Every line in the records below with the string "Server" needs to be copied out.

═══

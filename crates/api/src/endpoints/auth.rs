//! Authentication endpoints.

use axum::{
    Json, Router,
    extract::State,
    routing::{get, post},
};
use fixit_common::AppResult;
use fixit_core::{LoginInput, RegisterInput};
use fixit_db::entities::user;

use crate::{
    extractors::{AuthUser, JsonBody},
    middleware::AppState,
    response::ApiResponse,
};

/// Create an account and sign it in.
async fn register(
    State(state): State<AppState>,
    JsonBody(input): JsonBody<RegisterInput>,
) -> AppResult<ApiResponse> {
    let outcome = state.user_service.register(input).await?;

    ApiResponse::created("User registered successfully")
        .with("token", outcome.token)?
        .with("user", outcome.user)
}

/// Exchange credentials for a token.
async fn login(
    State(state): State<AppState>,
    JsonBody(input): JsonBody<LoginInput>,
) -> AppResult<ApiResponse> {
    let outcome = state.user_service.login(input).await?;

    ApiResponse::ok("Login successful")
        .with("token", outcome.token)?
        .with("user", outcome.user)
}

/// The signed-in user.
async fn me(
    auth: AuthUser,
    State(state): State<AppState>,
) -> AppResult<Json<user::Model>> {
    let user = state.user_service.me(&auth.actor()).await?;
    Ok(Json(user))
}

pub fn router() -> Router<AppState> {
    Router::new()
        .route("/register", post(register))
        .route("/login", post(login))
        .route("/me", get(me))
}
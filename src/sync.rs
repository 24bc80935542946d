//! API Sync Module
//!
//! Handles HTTP communication with the Care Tracker backend.

use std::time::Duration;

use serde::{Deserialize, Serialize};
use tracing::{debug, info};

use crate::geo::Coordinate;

const UPLOAD_PATH: &str = "/api/location/upload/";
const REVERSE_GEOCODE_PATH: &str = "/api/reverse_geocode/";
const LATEST_LOCATION_PATH: &str = "/api/location/latest";

/// API client for the Care Tracker backend
pub struct ApiClient {
    base_url: String,
    client: reqwest::Client,
    upload_timeout: Duration,
    geocode_timeout: Duration,
}

impl ApiClient {
    /// Create a new API client
    pub fn new(
        base_url: &str,
        upload_timeout: Duration,
        geocode_timeout: Duration,
    ) -> Result<Self, ApiError> {
        let client = reqwest::Client::builder()
            .connect_timeout(upload_timeout.min(geocode_timeout))
            .build()
            .map_err(|e| ApiError::Network(e.to_string()))?;

        Ok(Self {
            base_url: base_url.trim_end_matches('/').to_string(),
            client,
            upload_timeout,
            geocode_timeout,
        })
    }

    pub fn base_url(&self) -> &str {
        &self.base_url
    }

    /// Upload one position sample. Any 2xx is success.
    pub async fn upload_location(
        &self,
        access_token: &str,
        coordinate: &Coordinate,
    ) -> Result<(), ApiError> {
        let url = format!("{}{}", self.base_url, UPLOAD_PATH);

        let response = self.client
            .post(&url)
            .header("Authorization", format!("Bearer {}", access_token))
            .json(&UploadRequest { lat: coordinate.latitude, lon: coordinate.longitude })
            .timeout(self.upload_timeout)
            .send()
            .await
            .map_err(ApiError::from_transport)?;

        if !response.status().is_success() {
            return Err(ApiError::from_response(response).await);
        }

        debug!(%coordinate, "Location uploaded");
        Ok(())
    }

    /// Ask the backend proxy for a human-readable address.
    ///
    /// `Ok(None)` means the proxy answered but had no address for the point.
    pub async fn reverse_geocode(
        &self,
        coordinate: &Coordinate,
        language: &str,
    ) -> Result<Option<String>, ApiError> {
        let url = format!("{}{}", self.base_url, REVERSE_GEOCODE_PATH);
        let query = ReverseGeocodeQuery {
            lat: coordinate.latitude,
            lng: coordinate.longitude,
            lang: language,
        };

        let response = self.client
            .get(&url)
            .query(&query)
            .timeout(self.geocode_timeout)
            .send()
            .await
            .map_err(ApiError::from_transport)?;

        if !response.status().is_success() {
            return Err(ApiError::from_response(response).await);
        }

        let data = response.json::<ReverseGeocodeResponse>().await
            .map_err(|e| ApiError::Parse(e.to_string()))?;

        Ok(data.address.filter(|a| !a.trim().is_empty()))
    }

    /// Latest uploaded position of an elder, for the family view
    pub async fn latest_location(
        &self,
        access_token: &str,
        elder_id: &str,
    ) -> Result<Coordinate, ApiError> {
        let url = format!("{}{}/{}/", self.base_url, LATEST_LOCATION_PATH, elder_id);

        let response = self.client
            .get(&url)
            .header("Authorization", format!("Bearer {}", access_token))
            .timeout(self.upload_timeout)
            .send()
            .await
            .map_err(ApiError::from_transport)?;

        if !response.status().is_success() {
            return Err(ApiError::from_response(response).await);
        }

        let data = response.json::<LatestLocationResponse>().await
            .map_err(|e| ApiError::Parse(e.to_string()))?;

        info!(elder_id, "Fetched latest elder location");
        Ok(Coordinate::new(data.latitude, data.longitude))
    }
}

// Request/Response types

#[derive(Serialize)]
struct UploadRequest {
    lat: f64,
    lon: f64,
}

#[derive(Serialize)]
struct ReverseGeocodeQuery<'a> {
    lat: f64,
    lng: f64,
    lang: &'a str,
}

#[derive(Debug, Deserialize)]
struct ReverseGeocodeResponse {
    address: Option<String>,
}

#[derive(Debug, Deserialize)]
struct LatestLocationResponse {
    latitude: f64,
    longitude: f64,
}

#[derive(Deserialize)]
struct ErrorResponse {
    error: Option<String>,
    detail: Option<String>,
}

/// API errors
#[derive(Debug, thiserror::Error)]
pub enum ApiError {
    #[error("Network error: {0}")]
    Network(String),

    #[error("Request timed out")]
    Timeout,

    #[error("Not signed in or session expired (401)")]
    Unauthorized,

    #[error("Account is not allowed to do this (403)")]
    Forbidden,

    #[error("Server error {status}: {message}")]
    Server { status: u16, message: String },

    #[error("Parse error: {0}")]
    Parse(String),
}

impl ApiError {
    fn from_transport(e: reqwest::Error) -> Self {
        if e.is_timeout() {
            ApiError::Timeout
        } else {
            ApiError::Network(e.to_string())
        }
    }

    async fn from_response(response: reqwest::Response) -> Self {
        let status = response.status();
        match status.as_u16() {
            401 => ApiError::Unauthorized,
            403 => ApiError::Forbidden,
            code => {
                let message = response.json::<ErrorResponse>().await
                    .ok()
                    .and_then(|body| body.error.or(body.detail))
                    .unwrap_or_else(|| format!("Status: {}", status));
                ApiError::Server { status: code, message }
            }
        }
    }
}
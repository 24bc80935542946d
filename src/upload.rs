//! Upload Module
//!
//! Authenticated, best-effort delivery of position samples. A failed sample
//! is logged and dropped; nothing is queued for retry.

use std::sync::Arc;

use async_trait::async_trait;
use tracing::{debug, warn};

use crate::auth::SessionStore;
use crate::geo::Coordinate;
use crate::sync::{ApiClient, ApiError};

/// Result of one delivery attempt
#[derive(Debug)]
pub enum UploadOutcome {
    Delivered,
    /// No session token; nothing was sent
    Skipped,
    Failed(ApiError),
}

impl UploadOutcome {
    pub fn is_delivered(&self) -> bool {
        matches!(self, UploadOutcome::Delivered)
    }
}

/// Delivery of a sample to the backend
#[async_trait]
pub trait UploadClient: Send + Sync {
    async fn post_sample(&self, coordinate: Coordinate) -> UploadOutcome;
}

/// Bearer-token upload over [`ApiClient`]
pub struct HttpUploadClient {
    api: Arc<ApiClient>,
    sessions: Arc<dyn SessionStore>,
}

impl HttpUploadClient {
    pub fn new(api: Arc<ApiClient>, sessions: Arc<dyn SessionStore>) -> Self {
        Self { api, sessions }
    }
}

#[async_trait]
impl UploadClient for HttpUploadClient {
    async fn post_sample(&self, coordinate: Coordinate) -> UploadOutcome {
        let Some(token) = self.sessions.access_token() else {
            debug!("No access token, upload skipped");
            return UploadOutcome::Skipped;
        };

        match self.api.upload_location(&token, &coordinate).await {
            Ok(()) => UploadOutcome::Delivered,
            Err(e) => {
                warn!(%coordinate, "Location upload failed, sample dropped: {}", e);
                UploadOutcome::Failed(e)
            }
        }
    }
}
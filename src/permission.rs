//! Permission Module
//!
//! Requests and evaluates OS location permissions.

use async_trait::async_trait;
use serde::{Deserialize, Serialize};
use tracing::{debug, info, warn};

/// Location permission kinds requested by the tracker
#[derive(Debug, Clone, Copy, PartialEq, Eq, Serialize, Deserialize)]
#[serde(rename_all = "snake_case")]
pub enum PermissionKind {
    Fine,
    Coarse,
    Background,
}

impl std::fmt::Display for PermissionKind {
    fn fmt(&self, f: &mut std::fmt::Formatter<'_>) -> std::fmt::Result {
        match self {
            PermissionKind::Fine => write!(f, "fine"),
            PermissionKind::Coarse => write!(f, "coarse"),
            PermissionKind::Background => write!(f, "background"),
        }
    }
}

/// Outcome of a single OS permission prompt
#[derive(Debug, Clone, Copy, PartialEq, Eq, Serialize, Deserialize)]
#[serde(rename_all = "snake_case")]
pub enum PermissionStatus {
    Granted,
    Denied,
    /// Denied and the OS will no longer show the prompt
    NeverAskAgain,
}

impl PermissionStatus {
    pub fn is_granted(&self) -> bool {
        matches!(self, PermissionStatus::Granted)
    }
}

/// Snapshot of the three location permissions, derived fresh on every acquisition
#[derive(Debug, Clone, Copy, PartialEq, Eq, Serialize, Deserialize)]
pub struct PermissionState {
    pub fine: bool,
    pub coarse: bool,
    /// `None` when background access was not requested or not needed
    pub background: Option<bool>,
}

impl PermissionState {
    /// True iff fine and coarse are granted and background is not denied
    pub fn is_sufficient(&self) -> bool {
        self.fine && self.coarse && self.background.unwrap_or(true)
    }
}

/// Platform permission API
#[async_trait]
pub trait PermissionPlatform: Send + Sync {
    /// Show (or silently resolve) the OS prompt for `kind`
    async fn request(&self, kind: PermissionKind) -> PermissionStatus;

    /// Whether background location is a separate grant on this OS version
    fn requires_background_grant(&self) -> bool;
}

/// Drives the permission prompts in a fixed order: fine, coarse, then background
pub struct PermissionGate<P: ?Sized> {
    platform: std::sync::Arc<P>,
}

impl<P: PermissionPlatform + ?Sized> PermissionGate<P> {
    pub fn new(platform: std::sync::Arc<P>) -> Self {
        Self { platform }
    }

    /// Request every permission the tracker needs and report the combined state.
    ///
    /// All prompts are shown even after a denial so the host sees one consistent pass.
    pub async fn evaluate(&self, require_background: bool) -> PermissionState {
        let fine = self.platform.request(PermissionKind::Fine).await;
        let coarse = self.platform.request(PermissionKind::Coarse).await;

        let background = if require_background && self.platform.requires_background_grant() {
            let status = self.platform.request(PermissionKind::Background).await;
            Some(status.is_granted())
        } else {
            None
        };

        for (kind, status) in [(PermissionKind::Fine, fine), (PermissionKind::Coarse, coarse)] {
            if status == PermissionStatus::NeverAskAgain {
                warn!(%kind, "Location permission permanently denied");
            }
        }

        let state = PermissionState {
            fine: fine.is_granted(),
            coarse: coarse.is_granted(),
            background,
        };
        debug!(?state, "Location permissions evaluated");
        state
    }

    /// Returns true iff fine AND coarse AND (background not required OR background granted)
    pub async fn acquire(&self, require_background: bool) -> bool {
        let granted = self.evaluate(require_background).await.is_sufficient();
        if granted {
            info!("Location permissions granted");
        } else {
            warn!("Location permissions denied");
        }
        granted
    }
}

═══

- **Answer space**:
    #[error("Server error {status}: {message}")]
    Server { status: u16, message: String },
                ApiError::Server { status: code, message }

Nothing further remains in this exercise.